Often, Lantapan farmers cannot compete with the international companies and instead opt to lease their land to the companies and work for a daily wage growing company produce on land that was previously theirs alone. Vilma told me that many farmers become only laborers on their own land.  Poblacion farmer Pacita Jurolan said company wages are small. From her explanation of the realities of labor in Lantapan, I gathered that if you have some land, you can lease your hectares and labor and thus be a permanent worker, if a low-paid one. But non-landowners can only work short-time on a non-contractual basis. Several farmers told me that the companies will only employ a laborer for a few months at a stretch in order to avoid paying any benefits.

We were saddened by the stories we heard from formerly independent farmers struggling to compete in a global economy where middlemen and corporations seem always to have the upper hand.  But the PeaceBuilders team and Coffee for Peace have high hopes that by training farmers to produce high-value, grade-A arabica coffee and to process the beans themselves, we can enable the farmers of Lantapan to realize greatly increased earnings and to never again come under pressure to lease their land and sell their labor to the advantage of international corporations.

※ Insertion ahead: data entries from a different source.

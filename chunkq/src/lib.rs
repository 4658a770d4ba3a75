//! 基于持久消息队列的分块文件处理。
//!
//! 文件被拆成定长分块，每个分块作为独立任务发布到 `MessageChannel`，
//! 由 worker 池并发处理。完成跟踪器汇总每个分块的最终结果，
//! 文件的所有分块都结束后恰好发出一次完成通知。

pub mod channel;
pub mod config;
pub mod dead_letter;
pub mod dispatcher;
pub mod error;
pub mod job;
pub mod logging;
pub mod processor;
pub mod progress;
pub mod recent;
pub mod retry;
pub mod scheduler;
pub mod splitter;
pub mod store;
pub mod tracker;
pub mod worker;

pub use channel::{DeadLetter, Delivery, MemoryChannel, MessageChannel};
pub use config::Config;
pub use dispatcher::{DispatchReport, Dispatcher};
pub use error::{Error, ProcessingError, Result};
pub use job::{FileJob, FileStatus};
pub use processor::{ChunkProcessor, DigestProcessor};
pub use retry::{DeadLetterPolicy, RetryPolicy};
pub use scheduler::{Scheduler, Submission};
pub use store::{FsStore, MemoryStore, PayloadStore};
pub use tracker::{FileSnapshot, TrackerHandle};

pub use chunkq_common::{
    ChunkOutcome, ChunkResult, ChunkTask, CompletionStatus, FileCompletion, FileId,
    FileRegistration, Message, PayloadRef,
};
use xxhash_rust::xxh3::xxh3_64;

/// 格式化字节大小为易读的字符串
pub fn format_size(size: u64) -> String {
    if size == 0 {
        return "0.00 B".to_string();
    }

    const UNITS: [&str; 5] = ["B", "KB", "MB", "GB", "TB"];

    let mut size = size as f64;
    let mut unit = 0;

    while size >= 1024.0 && unit < UNITS.len() - 1 {
        size /= 1024.0;
        unit += 1;
    }

    format!("{:.2} {}", size, UNITS[unit])
}

/// 计算分块内容的 XXH3 校验值（十六进制）
pub fn checksum(data: &[u8]) -> String {
    format!("{:016x}", xxh3_64(data))
}

#[cfg(test)]
mod tests {
    use super::*;

    #[test]
    fn format_size_picks_largest_unit() {
        assert_eq!(format_size(0), "0.00 B");
        assert_eq!(format_size(512), "512.00 B");
        assert_eq!(format_size(1536), "1.50 KB");
        assert_eq!(format_size(10 * 1024 * 1024), "10.00 MB");
    }

    #[test]
    fn checksum_is_stable_and_content_sensitive() {
        let a = checksum(b"chunk-0");
        assert_eq!(a, checksum(b"chunk-0"));
        assert_ne!(a, checksum(b"chunk-1"));
        assert_eq!(a.len(), 16);
    }
}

Permanent link to this article: https://peacebuilderscommunity.org/2014/09/coffee-for-peace-trains-lantapan-farmers/

1 comment

  1. Hi Jon,

    Thanks for this article. It is encouraging to know that a lot of efforts have been done already to help small farmers in Bukidnon. We are planning to start a project too in Bukidnon that will further assist small-scale indigenous farmers get directly linked to buyers, eliminating the middle men system so as to provide greater income to farmers and create a social enterprise that will help sustain our operations in there as we move towards advocating for justice for children at risk in Bukidnon area. I hope to get connected with peacebuilders and know more about your projects in the area as I plan to relocate there starting Dec.

    Thanks and looking forward to hearing more from you.